Ein eingefahrener Autor muss seiner Buchreihe neues Leben einhauchen. Jungdetektivin Jenny LeClue steht vor ungeahnten Aufgaben.
37 Bücher hat der Autor Arthur K Finkelstein seiner Jungdetektivin Jenny LeClue schon gewidmet. Zufrieden mit seinem Werk der Stetigkeit macht er sich an das 38. Buch der Reihe. Bloß keine Experimente. In Arthurton (Was für eine grandiose Visualisierung. Die Gedanken des Autors Arthur als Stadt Arthurton. Herrlich!) soll alles so friedlich und harmonisch bleiben wie immer. Doch dann offenbart ihm sein Verlag, dass sich an der LeClue Reihe dringend etwas ändern muss, weil sie sonst, dank drastisch sinkender Verkaufszahlen, die Detektivin für immer in den Ruhestand schicken müssen. Das Ende für Jenny LeClue naht.
Der Verlag fordert mehr Spannung, mehr Mysterien und Morde. All das würde der Detektivgeschichte sicher gut bekommen.
Ein Mord? In Arthurton? Das passt nicht! Widerwillig setzt sich Arthur ans Werk. Ein plötzlicher Mord am Dekan der Universität stellt Jennys Leben auf den Kopf. Die Verdächtige: Ihre eigene Mutter.
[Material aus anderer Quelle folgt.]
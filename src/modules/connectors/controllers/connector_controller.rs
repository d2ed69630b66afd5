use actix_web::{web, HttpResponse, ResponseError};
use chrono::Utc;
use serde::{Deserialize, Serialize};
use sqlx::MySqlPool;
use tracing::error;

use crate::core::{AppError, Result};
use crate::modules::connectors::models::{AccountKind, ConnectedAccount};
use crate::modules::connectors::repositories::AccountRepository;

/// Request body for connecting a new data source
#[derive(Debug, Deserialize)]
pub struct CreateConnectorRequest {
    pub kind: AccountKind,
    pub label: String,
    pub branch_code: Option<String>,
    pub api_key: Option<String>,
    pub api_token: Option<String>,
    pub access_token: Option<String>,
}

/// Connector representation returned to the dashboard. Credentials are
/// write-only: they never appear in responses.
#[derive(Debug, Serialize)]
pub struct ConnectorResponse {
    pub id: String,
    pub kind: AccountKind,
    pub label: String,
    pub branch_code: Option<String>,
    pub is_active: bool,
    pub created_at: String,
}

impl From<ConnectedAccount> for ConnectorResponse {
    fn from(account: ConnectedAccount) -> Self {
        Self {
            id: account.id,
            kind: account.kind,
            label: account.label,
            branch_code: account.branch_code,
            is_active: account.is_active,
            created_at: account.created_at.to_rfc3339(),
        }
    }
}

/// GET /connectors
pub async fn list_connectors(
    pool: web::Data<MySqlPool>,
    restaurant_id: web::ReqData<String>,
) -> HttpResponse {
    let repo = AccountRepository::new(pool.get_ref().clone());

    match repo.list_for_restaurant(&restaurant_id).await {
        Ok(accounts) => {
            let response: Vec<ConnectorResponse> =
                accounts.into_iter().map(ConnectorResponse::from).collect();
            HttpResponse::Ok().json(response)
        }
        Err(e) => {
            error!("Failed to list connectors: {}", e);
            e.error_response()
        }
    }
}

/// POST /connectors
pub async fn create_connector(
    pool: web::Data<MySqlPool>,
    restaurant_id: web::ReqData<String>,
    body: web::Json<CreateConnectorRequest>,
) -> HttpResponse {
    match handle_create_connector(pool, restaurant_id.into_inner(), body.into_inner()).await {
        Ok(response) => HttpResponse::Created().json(response),
        Err(e) => {
            error!("Failed to create connector: {}", e);
            e.error_response()
        }
    }
}

async fn handle_create_connector(
    pool: web::Data<MySqlPool>,
    restaurant_id: String,
    request: CreateConnectorRequest,
) -> Result<ConnectorResponse> {
    let now = Utc::now();
    let account = ConnectedAccount {
        id: String::new(),
        restaurant_id,
        kind: request.kind,
        label: request.label,
        branch_code: request.branch_code,
        api_key: request.api_key,
        api_token: request.api_token,
        access_token: request.access_token,
        is_active: true,
        created_at: now,
        updated_at: now,
    };

    let repo = AccountRepository::new(pool.get_ref().clone());
    let created = repo.create(&account).await?;

    Ok(ConnectorResponse::from(created))
}

/// DELETE /connectors/{id}
pub async fn deactivate_connector(
    pool: web::Data<MySqlPool>,
    restaurant_id: web::ReqData<String>,
    path: web::Path<String>,
) -> HttpResponse {
    let repo = AccountRepository::new(pool.get_ref().clone());
    let id = path.into_inner();

    match repo.deactivate(&restaurant_id, &id).await {
        Ok(true) => HttpResponse::NoContent().finish(),
        Ok(false) => AppError::not_found(format!("Connector '{}'", id)).error_response(),
        Err(e) => {
            error!("Failed to deactivate connector: {}", e);
            e.error_response()
        }
    }
}

/// Configure routes for the connectors module
pub fn configure(cfg: &mut web::ServiceConfig) {
    cfg.service(
        web::scope("/connectors")
            .route("", web::get().to(list_connectors))
            .route("", web::post().to(create_connector))
            .route("/{id}", web::delete().to(deactivate_connector)),
    );
}
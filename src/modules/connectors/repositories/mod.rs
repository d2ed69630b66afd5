pub mod account_repository;

pub use account_repository::AccountRepository;
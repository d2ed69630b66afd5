pub mod connector_controller;

pub use connector_controller::configure;
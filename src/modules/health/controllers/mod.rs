pub mod health_controller;

pub use health_controller::configure;
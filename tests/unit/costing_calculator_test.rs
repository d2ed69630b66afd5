// Property-based tests for the food-costing arithmetic:
// COGS = opening + purchases − closing, food cost % = COGS / gross × 100.

use platewise::modules::costing::services::CostingCalculator;
use proptest::prelude::*;
use rust_decimal::Decimal;
use rust_decimal_macros::dec;

proptest! {
    #[test]
    fn test_cogs_is_deterministic(
        opening in 0u64..100_000_000u64,
        purchases in 0u64..100_000_000u64,
        closing in 0u64..100_000_000u64
    ) {
        let calc = CostingCalculator::new();
        let opening = Decimal::from(opening);
        let purchases = Decimal::from(purchases);
        let closing = Decimal::from(closing);

        let cogs1 = calc.daily_cogs(opening, purchases, closing).unwrap();
        let cogs2 = calc.daily_cogs(opening, purchases, closing).unwrap();

        prop_assert_eq!(cogs1, cogs2, "COGS must be deterministic");
    }

    #[test]
    fn test_cogs_matches_the_identity(
        opening in 0u64..100_000_000u64,
        purchases in 0u64..100_000_000u64,
        closing in 0u64..100_000_000u64
    ) {
        let calc = CostingCalculator::new();
        let opening = Decimal::from(opening);
        let purchases = Decimal::from(purchases);
        let closing = Decimal::from(closing);

        let cogs = calc.daily_cogs(opening, purchases, closing).unwrap();

        prop_assert_eq!(cogs, opening + purchases - closing);
    }

    #[test]
    fn test_consuming_all_stock_yields_full_cogs(
        opening in 0u64..100_000_000u64,
        purchases in 0u64..100_000_000u64
    ) {
        let calc = CostingCalculator::new();
        let opening = Decimal::from(opening);
        let purchases = Decimal::from(purchases);

        // Closing at zero means everything on hand was consumed
        let cogs = calc.daily_cogs(opening, purchases, Decimal::ZERO).unwrap();

        prop_assert_eq!(cogs, opening + purchases);
    }

    #[test]
    fn test_percentage_is_never_a_division_by_zero(
        cogs in 0u64..100_000_000u64
    ) {
        let calc = CostingCalculator::new();

        prop_assert_eq!(calc.food_cost_pct(Decimal::from(cogs), Decimal::ZERO), None);
    }

    #[test]
    fn test_percentage_has_two_decimal_places(
        cogs in 1u64..10_000_000u64,
        gross in 1u64..10_000_000u64
    ) {
        let calc = CostingCalculator::new();

        let pct = calc
            .food_cost_pct(Decimal::from(cogs), Decimal::from(gross))
            .unwrap();

        prop_assert!(pct >= Decimal::ZERO);
        prop_assert!(pct.scale() <= 2, "expected at most 2 dp, got scale {}", pct.scale());
    }

    #[test]
    fn test_spending_a_quarter_of_gross_hits_25_percent(
        gross in 100u64..10_000_000u64
    ) {
        let calc = CostingCalculator::new();
        let gross = Decimal::from(gross);
        let cogs = gross / Decimal::from(4);

        let pct = calc.food_cost_pct(cogs, gross).unwrap();

        prop_assert_eq!(pct, dec!(25.00));
    }

    #[test]
    fn test_estimated_closing_is_never_negative(
        opening in 0u64..1_000_000u64,
        purchases in 0u64..1_000_000u64,
        gross in 0u64..100_000_000u64
    ) {
        let calc = CostingCalculator::new();

        let estimate = calc.estimate_closing(
            Decimal::from(opening),
            Decimal::from(purchases),
            Decimal::from(gross),
            dec!(0.25),
        );

        prop_assert!(estimate >= Decimal::ZERO);
    }

    #[test]
    fn test_estimated_closing_round_trips_to_target_cogs(
        opening in 1_000u64..1_000_000u64,
        purchases in 0u64..100_000u64,
        gross in 1u64..1_000u64
    ) {
        // With plenty of stock the floor never triggers, so the COGS
        // implied by the estimate equals gross × target exactly.
        let calc = CostingCalculator::new();
        let opening = Decimal::from(opening);
        let purchases = Decimal::from(purchases);
        let gross = Decimal::from(gross);

        let closing = calc.estimate_closing(opening, purchases, gross, dec!(0.25));
        let cogs = calc.daily_cogs(opening, purchases, closing).unwrap();

        prop_assert_eq!(cogs, gross * dec!(0.25));
    }
}

#[test]
fn test_specific_costing_values() {
    let calc = CostingCalculator::new();

    // A typical day: 12k opening, 4.5k purchases, 11k closing on 22k sales
    let cogs = calc
        .daily_cogs(dec!(12000), dec!(4500), dec!(11000))
        .unwrap();
    assert_eq!(cogs, dec!(5500));
    assert_eq!(calc.food_cost_pct(cogs, dec!(22000)), Some(dec!(25.00)));

    // Rounding: 5500 / 22350 = 24.6085...%
    assert_eq!(calc.food_cost_pct(dec!(5500), dec!(22350)), Some(dec!(24.61)));

    // Stock build-up day: closing above opening + purchases gives negative COGS
    let cogs = calc.daily_cogs(dec!(8000), dec!(9000), dec!(18000)).unwrap();
    assert_eq!(cogs, dec!(-1000));
}

#[test]
fn test_negative_inputs_are_rejected() {
    let calc = CostingCalculator::new();

    assert!(calc.daily_cogs(dec!(-1), dec!(0), dec!(0)).is_err());
    assert!(calc.daily_cogs(dec!(0), dec!(-1), dec!(0)).is_err());
    assert!(calc.daily_cogs(dec!(0), dec!(0), dec!(-1)).is_err());
}
use actix_cors::Cors;
use actix_web::{web, App, HttpResponse, HttpServer};
use tracing_actix_web::TracingLogger;
use tracing_subscriber::{layer::SubscriberExt, util::SubscriberInitExt};

use platewise::config::Config;
use platewise::middleware::{ApiKeyAuth, RequestId};
use platewise::modules::{connectors, costing, health};

#[actix_web::main]
async fn main() -> std::io::Result<()> {
    // Initialize tracing
    tracing_subscriber::registry()
        .with(
            tracing_subscriber::EnvFilter::try_from_default_env()
                .unwrap_or_else(|_| "platewise=debug,actix_web=info".into()),
        )
        .with(tracing_subscriber::fmt::layer())
        .init();

    // Load configuration
    let config = Config::from_env().expect("Failed to load configuration");
    config.validate().expect("Configuration validation failed");

    tracing::info!("Starting PlateWise Restaurant Cost Analytics");
    tracing::info!("Environment: {}", config.app.env);
    tracing::info!("Server binding to: {}", config.server.bind_address());

    // Create database connection pool
    let db_pool = config
        .database
        .create_pool()
        .await
        .expect("Failed to create database pool");

    tracing::info!(
        "Database pool initialized ({} connections)",
        config.database.pool_size
    );

    let bind_address = config.server.bind_address();
    let workers = config.server.workers;
    let allowed_origin = config.security.allowed_origin.clone();

    let server = HttpServer::new(move || {
        let cors = Cors::default()
            .allowed_origin(&allowed_origin)
            .allowed_methods(vec!["GET", "POST", "DELETE"])
            .allowed_headers(vec!["Content-Type", "X-API-Key", "X-Request-ID"])
            .max_age(3600);

        App::new()
            .wrap(TracingLogger::default())
            .wrap(ApiKeyAuth::new(db_pool.clone()))
            .wrap(RequestId)
            .wrap(cors)
            .app_data(web::Data::new(db_pool.clone()))
            .app_data(web::Data::new(config.clone()))
            .route("/", web::get().to(index))
            .configure(health::controllers::configure)
            .configure(connectors::controllers::configure)
            .configure(costing::controllers::configure)
    })
    .workers(workers)
    .bind(&bind_address)?
    .run();

    tracing::info!("Server started at http://{}", bind_address);

    server.await
}

async fn index() -> HttpResponse {
    HttpResponse::Ok().json(serde_json::json!({
        "service": "PlateWise Restaurant Cost Analytics",
        "version": "0.1.0",
        "status": "running"
    }))
}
Jenny LeClue und die Macht des Schreibens
Im Detektiv Adventure Jenny LeClue entwickelt sich eine Geschichte innerhalb einer Geschichte. Ganz so wie in Titanic, wenn die gute alte Rose von ihren Erlebnissen auf dem mächtigen Schiff erzählt und innerhalb der eigentlichen Erzählung von James Cameron in eine weitere Erzählung eintaucht. Oder wenn Leonardo DiCaprio in Once Upon a time in Hollywood den Schauspieler Rick Dalton verkörpert und innerhalb der Geschichte einen weiteren Charakter am Filmset mimt. Jenny LeClue ist ein einziger Metanarrativ.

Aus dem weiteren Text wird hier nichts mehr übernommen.